在充分考虑行业的现状和行业最佳实践，并参考了运营商下发的各类安全政策文件，继承和吸收了国家等级保护、风险评估的经验成果等基础上，构建出基于业务系统的基线安全模型如图2.1所示：

图 2.1  基线安全模型

基线安全模型以业务系统为核心，分为业务层、功能架构层、系统实现层三层架构：

1.      第一层是业务层，这个层面中主要是根据不同业务系统的特性，定义不同安全防护的要求，是一个比较宏观的要求。

2.      第二层是功能架构层，将业务系统分解为相对应的应用系统、数据库、操作系统、网络设备、安全设备等不同的设备和系统模块，这些模块针对业务层定义的安全防护要求细化为此层不同模块应该具备的要求。

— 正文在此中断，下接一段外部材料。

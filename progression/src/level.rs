//! XP to level conversion.
//!
//! Levels grow quadratically: reaching level `n` takes `(n - 1)^2 * 100` XP.

use serde::{Deserialize, Serialize};

/// XP scale factor of the level curve.
pub const XP_PER_LEVEL_UNIT: u64 = 100;

/// Integer square root (floor).
fn isqrt(n: u64) -> u64 {
    if n < 2 {
        return n;
    }
    let mut x = (n as f64).sqrt() as u64;
    // Correct float rounding in either direction.
    while x.checked_mul(x).map_or(true, |sq| sq > n) {
        x -= 1;
    }
    while (x + 1).checked_mul(x + 1).map_or(false, |sq| sq <= n) {
        x += 1;
    }
    x
}

/// `floor(sqrt(xp / 100)) + 1`
pub fn level_from_xp(xp: u64) -> u32 {
    let level = isqrt(xp / XP_PER_LEVEL_UNIT) + 1;
    u32::try_from(level).unwrap_or(u32::MAX)
}

/// XP at which `level` starts and at which the next level starts.
pub fn xp_bounds(level: u32) -> (u64, u64) {
    let level = level.max(1) as u64;
    let floor = (level - 1).saturating_mul(level - 1).saturating_mul(XP_PER_LEVEL_UNIT);
    let ceiling = level.saturating_mul(level).saturating_mul(XP_PER_LEVEL_UNIT);
    (floor, ceiling)
}

/// Where a user sits inside their current level.
#[derive(Debug, Clone, Copy, PartialEq, Eq, Serialize, Deserialize)]
#[serde(rename_all = "camelCase")]
pub struct LevelProgress {
    pub level: u32,
    pub xp: u64,
    pub xp_for_level: u64,
    pub xp_for_next_level: u64,
    pub xp_progress: u64,
    pub xp_needed: u64,
    pub xp_to_next_level: u64,
    pub progress_percentage: u8,
}

impl LevelProgress {
    pub fn from_xp(xp: u64) -> Self {
        let level = level_from_xp(xp);
        let (xp_for_level, xp_for_next_level) = xp_bounds(level);
        let xp_progress = xp - xp_for_level;
        let xp_needed = xp_for_next_level - xp_for_level;
        let percentage = (xp_progress as f64 / xp_needed as f64 * 100.0).round() as u8;

        Self {
            level,
            xp,
            xp_for_level,
            xp_for_next_level,
            xp_progress,
            xp_needed,
            xp_to_next_level: xp_for_next_level - xp,
            progress_percentage: percentage.min(100),
        }
    }
}

#[cfg(test)]
mod tests {
    use super::*;

    #[test]
    fn level_curve_reference_points() {
        assert_eq!(level_from_xp(0), 1);
        assert_eq!(level_from_xp(99), 1);
        assert_eq!(level_from_xp(100), 2);
        assert_eq!(level_from_xp(399), 2);
        assert_eq!(level_from_xp(400), 3);
        assert_eq!(level_from_xp(1_600), 5);
        assert_eq!(level_from_xp(1_599), 4);
    }

    #[test]
    fn level_is_monotonic_and_bracketed() {
        let mut previous = 1;
        for xp in (0..50_000u64).step_by(7) {
            let level = level_from_xp(xp);
            assert!(level >= previous, "level dropped at xp {}", xp);
            let (low, high) = xp_bounds(level);
            assert!(low <= xp && xp < high, "xp {} outside {:?}", xp, (low, high));
            previous = level;
        }
    }

    #[test]
    fn isqrt_handles_large_values() {
        assert_eq!(isqrt(u64::MAX), 4_294_967_295);
        assert_eq!(isqrt(1 << 62), 1 << 31);
        assert_eq!(level_from_xp(u64::MAX), 429_496_730);
    }

    #[test]
    fn bounds_for_first_levels() {
        assert_eq!(xp_bounds(1), (0, 100));
        assert_eq!(xp_bounds(2), (100, 400));
        assert_eq!(xp_bounds(3), (400, 900));
    }

    #[test]
    fn progress_inside_level() {
        let progress = LevelProgress::from_xp(250);
        assert_eq!(progress.level, 2);
        assert_eq!(progress.xp_progress, 150);
        assert_eq!(progress.xp_needed, 300);
        assert_eq!(progress.xp_to_next_level, 150);
        assert_eq!(progress.progress_percentage, 50);
    }
}
//! Ledger row types.
//!
//! Amounts are persisted as canonical decimal strings, enums as their
//! snake_case names and requirements as tagged JSON. Rows are decoded with
//! hand-written `FromRow` impls so those conversions report as column decode
//! errors instead of panicking.

use chrono::{DateTime, NaiveDate, TimeZone, Utc};
use progression::{Amount, LessonDifficulty, Requirement};
use serde::{Deserialize, Serialize};
use sqlx::sqlite::SqliteRow;
use sqlx::{FromRow, Row};
use std::fmt;
use std::str::FromStr;

#[derive(Debug, Clone, PartialEq, Eq, Serialize, Deserialize)]
#[serde(rename_all = "camelCase")]
pub struct UserStats {
    pub user_address: String,
    pub level: u32,
    pub xp: u64,
    pub total_earned: Amount,
    pub streak: u32,
    pub lessons_completed: u32,
    pub last_check_in: Option<NaiveDate>,
    pub last_activity: Option<DateTime<Utc>>,
    pub created_at: DateTime<Utc>,
    pub updated_at: DateTime<Utc>,
    #[serde(skip)]
    pub version: i64,
}

impl UserStats {
    /// Stats of a user with no recorded activity.
    pub fn new(user_address: &str, now: DateTime<Utc>) -> Self {
        Self {
            user_address: user_address.to_string(),
            level: 1,
            xp: 0,
            total_earned: Amount::ZERO,
            streak: 0,
            lessons_completed: 0,
            last_check_in: None,
            last_activity: None,
            created_at: now,
            updated_at: now,
            version: 0,
        }
    }
}

#[derive(Debug, Clone, PartialEq, Eq, Serialize, Deserialize)]
#[serde(rename_all = "camelCase")]
pub struct Lesson {
    pub id: String,
    pub title: String,
    pub description: String,
    pub difficulty: LessonDifficulty,
    pub category: String,
    pub reward_amount: Amount,
    pub is_active: bool,
}

#[derive(Debug, Clone, PartialEq, Eq, Serialize, Deserialize)]
#[serde(rename_all = "camelCase")]
pub struct LessonProgress {
    pub id: String,
    pub user_address: String,
    pub lesson_id: String,
    pub completed_at: DateTime<Utc>,
    pub xp_awarded: u64,
    pub reward_claimed: bool,
    pub claimed_at: Option<DateTime<Utc>>,
}

#[derive(Debug, Clone, PartialEq, Eq, Serialize, Deserialize)]
#[serde(rename_all = "camelCase")]
pub struct Achievement {
    pub id: String,
    pub title: String,
    pub description: String,
    pub icon: String,
    pub requirement: Requirement,
    pub reward_xp: u64,
    pub is_active: bool,
}

#[derive(Debug, Clone, PartialEq, Eq, Serialize, Deserialize)]
#[serde(rename_all = "camelCase")]
pub struct UserAchievement {
    pub id: String,
    pub user_address: String,
    pub achievement_id: String,
    pub unlocked_at: DateTime<Utc>,
    pub xp_awarded: u64,
}

#[derive(Debug, Clone, PartialEq, Eq, Serialize, Deserialize)]
#[serde(rename_all = "camelCase")]
pub struct DailyChallenge {
    pub id: String,
    pub title: String,
    pub description: String,
    pub challenge_type: String,
    pub reward_amount: Amount,
    pub xp_reward: u64,
    pub target: u32,
    pub is_active: bool,
}

#[derive(Debug, Clone, PartialEq, Eq, Serialize, Deserialize)]
#[serde(rename_all = "camelCase")]
pub struct UserChallenge {
    pub id: String,
    pub user_address: String,
    pub challenge_id: String,
    pub date: NaiveDate,
    pub progress: u32,
    pub completed: bool,
    pub completed_at: Option<DateTime<Utc>>,
    pub reward_claimed: bool,
    pub claimed_at: Option<DateTime<Utc>>,
    pub expires_at: DateTime<Utc>,
}

/// Legacy per-day task catalog entry.
#[derive(Debug, Clone, PartialEq, Eq, Serialize, Deserialize)]
#[serde(rename_all = "camelCase")]
pub struct DailyTask {
    pub id: String,
    pub title: String,
    pub description: String,
    pub task_type: String,
    pub reward_amount: Amount,
    pub target_value: u32,
    pub is_active: bool,
}

#[derive(Debug, Clone, PartialEq, Eq, Serialize, Deserialize)]
#[serde(rename_all = "camelCase")]
pub struct UserDailyTask {
    pub id: String,
    pub user_address: String,
    pub task_id: String,
    pub date: NaiveDate,
    pub progress: u32,
    pub completed: bool,
    pub completed_at: Option<DateTime<Utc>>,
    pub reward_claimed: bool,
    pub claimed_at: Option<DateTime<Utc>>,
}

#[derive(Debug, Clone, PartialEq, Eq, Serialize, Deserialize)]
#[serde(rename_all = "camelCase")]
pub struct DailyCheckin {
    pub id: String,
    pub user_address: String,
    pub date: NaiveDate,
    pub checked_in_at: DateTime<Utc>,
    pub reward_amount: Amount,
    pub consecutive_days: u32,
    pub xp_awarded: u64,
    pub reward_claimed: bool,
    pub claimed_at: Option<DateTime<Utc>>,
}

#[derive(Debug, Clone, Copy, PartialEq, Eq, Hash, Serialize, Deserialize)]
#[serde(rename_all = "snake_case")]
pub enum RewardType {
    Lesson,
    DailyTask,
    DailyChallenge,
    Checkin,
}

impl RewardType {
    pub fn as_str(&self) -> &'static str {
        match self {
            RewardType::Lesson => "lesson",
            RewardType::DailyTask => "daily_task",
            RewardType::DailyChallenge => "daily_challenge",
            RewardType::Checkin => "checkin",
        }
    }
}

impl fmt::Display for RewardType {
    fn fmt(&self, f: &mut fmt::Formatter<'_>) -> fmt::Result {
        f.write_str(self.as_str())
    }
}

impl FromStr for RewardType {
    type Err = String;

    fn from_str(s: &str) -> Result<Self, Self::Err> {
        match s {
            "lesson" => Ok(RewardType::Lesson),
            "daily_task" => Ok(RewardType::DailyTask),
            "daily_challenge" => Ok(RewardType::DailyChallenge),
            "checkin" => Ok(RewardType::Checkin),
            other => Err(format!("unknown reward type: {}", other)),
        }
    }
}

#[derive(Debug, Clone, Copy, PartialEq, Eq, Hash, Serialize, Deserialize)]
#[serde(rename_all = "snake_case")]
pub enum RewardStatus {
    Pending,
    Sent,
    Failed,
}

impl RewardStatus {
    pub fn as_str(&self) -> &'static str {
        match self {
            RewardStatus::Pending => "pending",
            RewardStatus::Sent => "sent",
            RewardStatus::Failed => "failed",
        }
    }
}

impl fmt::Display for RewardStatus {
    fn fmt(&self, f: &mut fmt::Formatter<'_>) -> fmt::Result {
        f.write_str(self.as_str())
    }
}

impl FromStr for RewardStatus {
    type Err = String;

    fn from_str(s: &str) -> Result<Self, Self::Err> {
        match s {
            "pending" => Ok(RewardStatus::Pending),
            "sent" => Ok(RewardStatus::Sent),
            "failed" => Ok(RewardStatus::Failed),
            other => Err(format!("unknown reward status: {}", other)),
        }
    }
}

#[derive(Debug, Clone, PartialEq, Eq, Serialize, Deserialize)]
#[serde(rename_all = "camelCase")]
pub struct RewardTransaction {
    pub id: String,
    pub user_address: String,
    pub reward_type: RewardType,
    pub reward_id: Option<String>,
    pub amount: Amount,
    pub status: RewardStatus,
    pub transaction_hash: Option<String>,
    pub attempts: u32,
    pub last_error: Option<String>,
    pub next_attempt_at: Option<DateTime<Utc>>,
    pub claim_propagated: bool,
    pub created_at: DateTime<Utc>,
    pub sent_at: Option<DateTime<Utc>>,
}

// Column decoding helpers

fn decode_err<E>(column: &str, err: E) -> sqlx::Error
where
    E: Into<Box<dyn std::error::Error + Send + Sync + 'static>>,
{
    sqlx::Error::ColumnDecode {
        index: column.to_string(),
        source: err.into(),
    }
}

fn amount_column(row: &SqliteRow, column: &str) -> Result<Amount, sqlx::Error> {
    let raw: String = row.try_get(column)?;
    raw.parse().map_err(|e| decode_err(column, e))
}

fn parsed_column<T>(row: &SqliteRow, column: &str) -> Result<T, sqlx::Error>
where
    T: FromStr<Err = String>,
{
    let raw: String = row.try_get(column)?;
    raw.parse().map_err(|e: String| decode_err(column, e))
}

fn u32_column(row: &SqliteRow, column: &str) -> Result<u32, sqlx::Error> {
    let raw: i64 = row.try_get(column)?;
    u32::try_from(raw).map_err(|e| decode_err(column, e))
}

fn u64_column(row: &SqliteRow, column: &str) -> Result<u64, sqlx::Error> {
    let raw: i64 = row.try_get(column)?;
    u64::try_from(raw).map_err(|e| decode_err(column, e))
}

fn unix_column(row: &SqliteRow, column: &str) -> Result<Option<DateTime<Utc>>, sqlx::Error> {
    let raw: Option<i64> = row.try_get(column)?;
    match raw {
        None => Ok(None),
        Some(secs) => Utc
            .timestamp_opt(secs, 0)
            .single()
            .map(Some)
            .ok_or_else(|| decode_err(column, format!("timestamp out of range: {}", secs))),
    }
}

impl<'r> FromRow<'r, SqliteRow> for UserStats {
    fn from_row(row: &'r SqliteRow) -> Result<Self, sqlx::Error> {
        Ok(Self {
            user_address: row.try_get("user_address")?,
            level: u32_column(row, "level")?,
            xp: u64_column(row, "xp")?,
            total_earned: amount_column(row, "total_earned")?,
            streak: u32_column(row, "streak")?,
            lessons_completed: u32_column(row, "lessons_completed")?,
            last_check_in: row.try_get("last_check_in")?,
            last_activity: row.try_get("last_activity")?,
            created_at: row.try_get("created_at")?,
            updated_at: row.try_get("updated_at")?,
            version: row.try_get("version")?,
        })
    }
}

impl<'r> FromRow<'r, SqliteRow> for Lesson {
    fn from_row(row: &'r SqliteRow) -> Result<Self, sqlx::Error> {
        Ok(Self {
            id: row.try_get("id")?,
            title: row.try_get("title")?,
            description: row.try_get("description")?,
            difficulty: parsed_column(row, "difficulty")?,
            category: row.try_get("category")?,
            reward_amount: amount_column(row, "reward_amount")?,
            is_active: row.try_get("is_active")?,
        })
    }
}

impl<'r> FromRow<'r, SqliteRow> for LessonProgress {
    fn from_row(row: &'r SqliteRow) -> Result<Self, sqlx::Error> {
        Ok(Self {
            id: row.try_get("id")?,
            user_address: row.try_get("user_address")?,
            lesson_id: row.try_get("lesson_id")?,
            completed_at: row.try_get("completed_at")?,
            xp_awarded: u64_column(row, "xp_awarded")?,
            reward_claimed: row.try_get("reward_claimed")?,
            claimed_at: row.try_get("claimed_at")?,
        })
    }
}

impl<'r> FromRow<'r, SqliteRow> for Achievement {
    fn from_row(row: &'r SqliteRow) -> Result<Self, sqlx::Error> {
        let requirement: String = row.try_get("requirement")?;
        Ok(Self {
            id: row.try_get("id")?,
            title: row.try_get("title")?,
            description: row.try_get("description")?,
            icon: row.try_get("icon")?,
            requirement: serde_json::from_str(&requirement)
                .map_err(|e| decode_err("requirement", e))?,
            reward_xp: u64_column(row, "reward_xp")?,
            is_active: row.try_get("is_active")?,
        })
    }
}

impl<'r> FromRow<'r, SqliteRow> for UserAchievement {
    fn from_row(row: &'r SqliteRow) -> Result<Self, sqlx::Error> {
        Ok(Self {
            id: row.try_get("id")?,
            user_address: row.try_get("user_address")?,
            achievement_id: row.try_get("achievement_id")?,
            unlocked_at: row.try_get("unlocked_at")?,
            xp_awarded: u64_column(row, "xp_awarded")?,
        })
    }
}

impl<'r> FromRow<'r, SqliteRow> for DailyChallenge {
    fn from_row(row: &'r SqliteRow) -> Result<Self, sqlx::Error> {
        Ok(Self {
            id: row.try_get("id")?,
            title: row.try_get("title")?,
            description: row.try_get("description")?,
            challenge_type: row.try_get("challenge_type")?,
            reward_amount: amount_column(row, "reward_amount")?,
            xp_reward: u64_column(row, "xp_reward")?,
            target: u32_column(row, "target")?,
            is_active: row.try_get("is_active")?,
        })
    }
}

impl<'r> FromRow<'r, SqliteRow> for UserChallenge {
    fn from_row(row: &'r SqliteRow) -> Result<Self, sqlx::Error> {
        Ok(Self {
            id: row.try_get("id")?,
            user_address: row.try_get("user_address")?,
            challenge_id: row.try_get("challenge_id")?,
            date: row.try_get("date")?,
            progress: u32_column(row, "progress")?,
            completed: row.try_get("completed")?,
            completed_at: row.try_get("completed_at")?,
            reward_claimed: row.try_get("reward_claimed")?,
            claimed_at: row.try_get("claimed_at")?,
            expires_at: row.try_get("expires_at")?,
        })
    }
}

impl<'r> FromRow<'r, SqliteRow> for DailyTask {
    fn from_row(row: &'r SqliteRow) -> Result<Self, sqlx::Error> {
        Ok(Self {
            id: row.try_get("id")?,
            title: row.try_get("title")?,
            description: row.try_get("description")?,
            task_type: row.try_get("task_type")?,
            reward_amount: amount_column(row, "reward_amount")?,
            target_value: u32_column(row, "target_value")?,
            is_active: row.try_get("is_active")?,
        })
    }
}

impl<'r> FromRow<'r, SqliteRow> for UserDailyTask {
    fn from_row(row: &'r SqliteRow) -> Result<Self, sqlx::Error> {
        Ok(Self {
            id: row.try_get("id")?,
            user_address: row.try_get("user_address")?,
            task_id: row.try_get("task_id")?,
            date: row.try_get("date")?,
            progress: u32_column(row, "progress")?,
            completed: row.try_get("completed")?,
            completed_at: row.try_get("completed_at")?,
            reward_claimed: row.try_get("reward_claimed")?,
            claimed_at: row.try_get("claimed_at")?,
        })
    }
}

impl<'r> FromRow<'r, SqliteRow> for DailyCheckin {
    fn from_row(row: &'r SqliteRow) -> Result<Self, sqlx::Error> {
        Ok(Self {
            id: row.try_get("id")?,
            user_address: row.try_get("user_address")?,
            date: row.try_get("date")?,
            checked_in_at: row.try_get("checked_in_at")?,
            reward_amount: amount_column(row, "reward_amount")?,
            consecutive_days: u32_column(row, "consecutive_days")?,
            xp_awarded: u64_column(row, "xp_awarded")?,
            reward_claimed: row.try_get("reward_claimed")?,
            claimed_at: row.try_get("claimed_at")?,
        })
    }
}

impl<'r> FromRow<'r, SqliteRow> for RewardTransaction {
    fn from_row(row: &'r SqliteRow) -> Result<Self, sqlx::Error> {
        Ok(Self {
            id: row.try_get("id")?,
            user_address: row.try_get("user_address")?,
            reward_type: parsed_column(row, "reward_type")?,
            reward_id: row.try_get("reward_id")?,
            amount: amount_column(row, "amount")?,
            status: parsed_column(row, "status")?,
            transaction_hash: row.try_get("transaction_hash")?,
            attempts: u32_column(row, "attempts")?,
            last_error: row.try_get("last_error")?,
            next_attempt_at: unix_column(row, "next_attempt_at")?,
            claim_propagated: row.try_get("claim_propagated")?,
            created_at: row.try_get("created_at")?,
            sent_at: row.try_get("sent_at")?,
        })
    }
}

3.      第三层是系统实现层，将第二层模块根据业务系统的特性进一步分解，如将操作系统可分解为Windows、Solaris等系统模块，网络设备分解为华为路由器、Cisco路由器等系统模块……这些模块中又具体的把第二层的安全防护要求细化到可执行和实现的要求，称为Windows安全基线、华为路由器安全基线等。

下面以运营商的WAP系统为例对模型的应用进行说明：

首先WAP系统要对互联网用户提供服务，存在互联网的接口，那么就会受到互联网中各种蠕虫的攻击威胁，在第一层中就定义需要防范蠕虫攻击的要求。蠕虫攻击的防护要求对于功能架构层的操作系统、网络设备、网络架构、安全设备等都存在可能的影响，因此在这些不同的模块中需要定义相对应的防范要求，而针对这些防范要求，如何来实现呢？这就需要定义全面、有效的第三层模块要求了。针对不同类型蠕虫病毒的威胁，在Windows、Solaris等系统的具体防范要求是不一样的，第三层中就是针对各种安全威胁针对不同的模块定义不同的防护要求，这些不同模块的防护要求就统一称为WAP业务系统的安全基线。针对WAP业务系统安全基线的检查，就可以转化为针对操作系统、网络设备等的脆弱性检查上面。

 安全基线的内容

根据业界通行的一些安全风险评估方法及运营商日常安全维护经验，我们将安全基线的内容分为三个方面：1）系统存在的安全漏洞。2）系统配置的脆弱性。3）系统状态的检查。业务系统的安全基线由以上三方面必须满足的最小要求组成。具体组成如图2.2所示：

图 2.2  安全基线的组成

具体来说，安全基线的三个组成部分分别为：

1)     漏洞信息：漏洞通常是由于软件或协议等系统自身存在缺陷引起的安全风险，一般包括了登录漏洞、拒绝服务漏洞、缓冲区溢出、信息泄漏、蠕虫后门、意外情况处置错误等，反映了系统自身的安全脆弱性。由于漏洞信息由相应的国际标准，如CVE（Common Vulnerabilities & Exposures ，公共漏洞和暴露）就列出了各种已知的安全漏洞，因此系统的初始漏洞安全基线可以采用通用标准。

2)     安全配置：通常都是由于人为的疏忽造成，主要包括了账号、口令、授权、日志、IP通信等方面内容，反映了系统自身的安全脆弱性。在安全配置基线方面，移动集团下发了操作系统安全配置规范、路由器安全配置规范、数据库安全配置规范等一系列规范，因为系统初始安全配置基线可以采用集体下发的标准。

3)     系统重要状态：包含系统端口状态、进程、账号以及重要文件变化的监控。这些内容反映了系统当前所处环境的安全状况，有助于我们了解业务系统运行的动态情况。由于系统状态基线随着业务应用不同而不同，没有标准模板可借鉴。我们通过对系统的状态信息进行一个快照，对非标准的进程端口、关键文件MD5校验值等信息确认后作为初始的系统状态安全基线。

业务系统的安全基线建立起来后，可以形成针对不同系统的详细漏洞要求和检查项（Checklist），为标准化和自动化的技术安全操作提供可操作和可执行的标准。